It’s called a ‘bowl’ in County Cork, but in County Armagh fans call it a ‘bullet’. The road bowler tries to move the bullet from the start to the finish of a pre-determined course in as few drives or throws as possible.
Today road bowling is a popular competitive sport where it is played, but the most vigorous competitions are in two Irish Counties: Armagh and Cork.
30th and 31st July this year sees the All Ireland Finals being held in Madden, around seven miles from Armagh City. This will feature Intermediate, Junior, underage and ladies winners from their respective Counties compete for All Ireland Honours. Having completed my induction as an Armagh Ambassador I thought I would share with you the knowledge I gained from a visit to The Cardinal Thomas O’ Fiach Memorial Library & Archive.
Irish Road Bowling can be traced back to the 1600s. One story is that Dutch soldiers brought it when William of Orange came to Ireland in 1689. Another legend says that Irish patriots robbed English cannonballs and rolled them down a country lane by the light of a full moon.
County Armagh in the north and County Cork in the south became strongholds of this rural sport, each independently developing their own distinctive hurling style.

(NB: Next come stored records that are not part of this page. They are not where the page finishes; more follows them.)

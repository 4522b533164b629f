//! Error types for SIGMET volume decoding.

use thiserror::Error;

/// Result type for SIGMET parser operations.
pub type SigmetResult<T> = Result<T, SigmetError>;

/// Error types for SIGMET decoding.
#[derive(Error, Debug)]
pub enum SigmetError {
    /// File I/O error
    #[error("I/O error: {0}")]
    IoError(#[from] std::io::Error),

    /// A primitive field straddles a record boundary or runs past end of file
    #[error("Truncated record at offset {offset}: {needed} bytes needed")]
    TruncatedRecord { offset: u64, needed: usize },

    /// End of file reached while a radial still expected samples
    #[error("Truncated ray at offset {offset}: {produced} of {bins} bins decoded")]
    TruncatedRay {
        offset: u64,
        produced: usize,
        bins: usize,
    },

    /// Ingest data header names a data type outside 1-5
    #[error("Unknown data type code: {0}")]
    UnknownDataType(i16),

    /// Format discriminator at offset 24 is not 15
    #[error("Not a SIGMET raw volume (format discriminator {found}, expected 15)")]
    FormatMismatch { found: i16 },

    /// Header field holds a value the decoder cannot work with
    #[error("Invalid header: {0}")]
    InvalidHeader(String),

    /// Compression prefix too short to hold the ray header
    #[error("Invalid ray prefix at offset {offset}: {words} words")]
    InvalidRayPrefix { offset: u64, words: usize },

    /// Section request with an unusable range
    #[error("Invalid range: {0}")]
    InvalidRange(String),

    /// Reader configuration rejected
    #[error("Configuration error: {0}")]
    Config(String),
}

impl SigmetError {
    /// Create a truncated-record error.
    pub fn truncated(offset: u64, needed: usize) -> Self {
        Self::TruncatedRecord { offset, needed }
    }

    /// Create an invalid-header error.
    pub fn invalid_header(msg: impl Into<String>) -> Self {
        Self::InvalidHeader(msg.into())
    }

    /// Create an invalid-range error.
    pub fn invalid_range(msg: impl Into<String>) -> Self {
        Self::InvalidRange(msg.into())
    }
}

The first noted “score” (match) between Cork and Armagh was the Sept. 1928 meeting on the Knappagh Road, Armagh, between winner Timmy Delaney, Cork and Peter “The Hammerman ” Donnelley, Armagh, before 10,000 spectators.
After hundreds of years of localized bowling, Bol Chumann na hEireann (Road bowling of Ireland), today’s governing organization, was formed in County Cork in 1954. The first “All Irelands” (national championships) between Armagh in the north and Cork in the south were held in 1963. Over 20,000 spectators filled the 3 mile Moy Road course, Armagh, to see Danny McPartland of Armagh win over Derry Kenny, Cork, on the final shot by just 11 yards.
In 1969, the first international championships were held in Losser, the Netherlands, in three disciplines – Irish Road Bowling, Dutch Moors Bowling and German Lofting.
West Virginia Irish Road Bowling and the American Civil War 1861-1865
Irish troops marched over rugged hills and into deep hollers, cutting their way through vast rhododendron thickets, all over what is now West Virginia during the Civil War, 1861-1865.
West Virginia is the only state born out of the whirlwind of the American Civil War.
In those days, Ireland, WV, was a place of divided loyalties. Stonewall Jackson, with Robert E. Lee the Confederacy’s two greatest generals, grew up just to the north of Ireland, WV, at Jackson’s Mill. But two miles south of Ireland was Fort Pickens, a Union army fort and muster field. All about these parts it really became friend against friend, even brother against brother.
In West Virginia battles were different than on the flatland, fought often in huge nearly impassible tangles of rhododendrons on a mountaintop, or even worse, on the side of a mountain. Smaller but powerful mountain howitzers, which could be hauled up the mountainside by only two mules, blasted away through dense woods at close range.
In 1861, the 10th Ohio, formed in Cincinnati from Irish militia, with Captain T.J. Kelly, fought at the battle of Carnifex Ferry Landing near Keslers Cross Lanes. The 23d Illinois, Colonel James A. Mulligan’s Irish Brigade, built and lived in Fort Mulligan near Petersburg for several months. In 1863, 80 Irishmen from Mulligan’s Brigade, defending Greenland Gap, Hardy County, held a farmhouse for twelve hours against superior Confederate forces, until it was set afire and the roof caved in on them.
This sport was already old, over 100 years old, when the American Civil War began. It was first mentioned in public records in late 1600s and was widely known in Ireland by the early 1700s.
For the North, the 23rd Illinois Infantry, Mulligan’s Irish Brigade, mostly policemen and firemen from Chicago, built Fort Mulligan overlooking Petersburg, and stayed there for many months guarding the railroad. For their health and safety, they probably played more on the roads to the North. While protecting Clarksburg and Parkersburg from Confederate troops under Imboden and Jones, the 23rd Illinois marched over our bowling road, Old Rt. 50, near West Union.
For the South, the 33rd Virginia Infantry, Company E, the Emerald Guard, Irish laborers and farmers from Virginia’s Shenandoah Valley, was part of Stonewall Jackson’s famous Stonewall Brigade and skedaddled Yankees in what is now West Virginia’s eastern panhandle.
In 2004, Dan Harvey, Commandant Curator of the Military Museum, Collins Barracks, County Cork, wrote that, “YES, it is highly likely, even probable that Union and Confederate troops of Irish origin played road bowling as diversion between battle during the American Civil War – as they did worldwide on service with many foreign armies.”
We did not start a new sport in 1995 in West Virginia, we just restored one that had vanished. As we throw small cannonballs down the road this weekend, let’s keep in mind’s eye all young men, including big-hearted Irish soldiers, North and South, who played here in days gone by.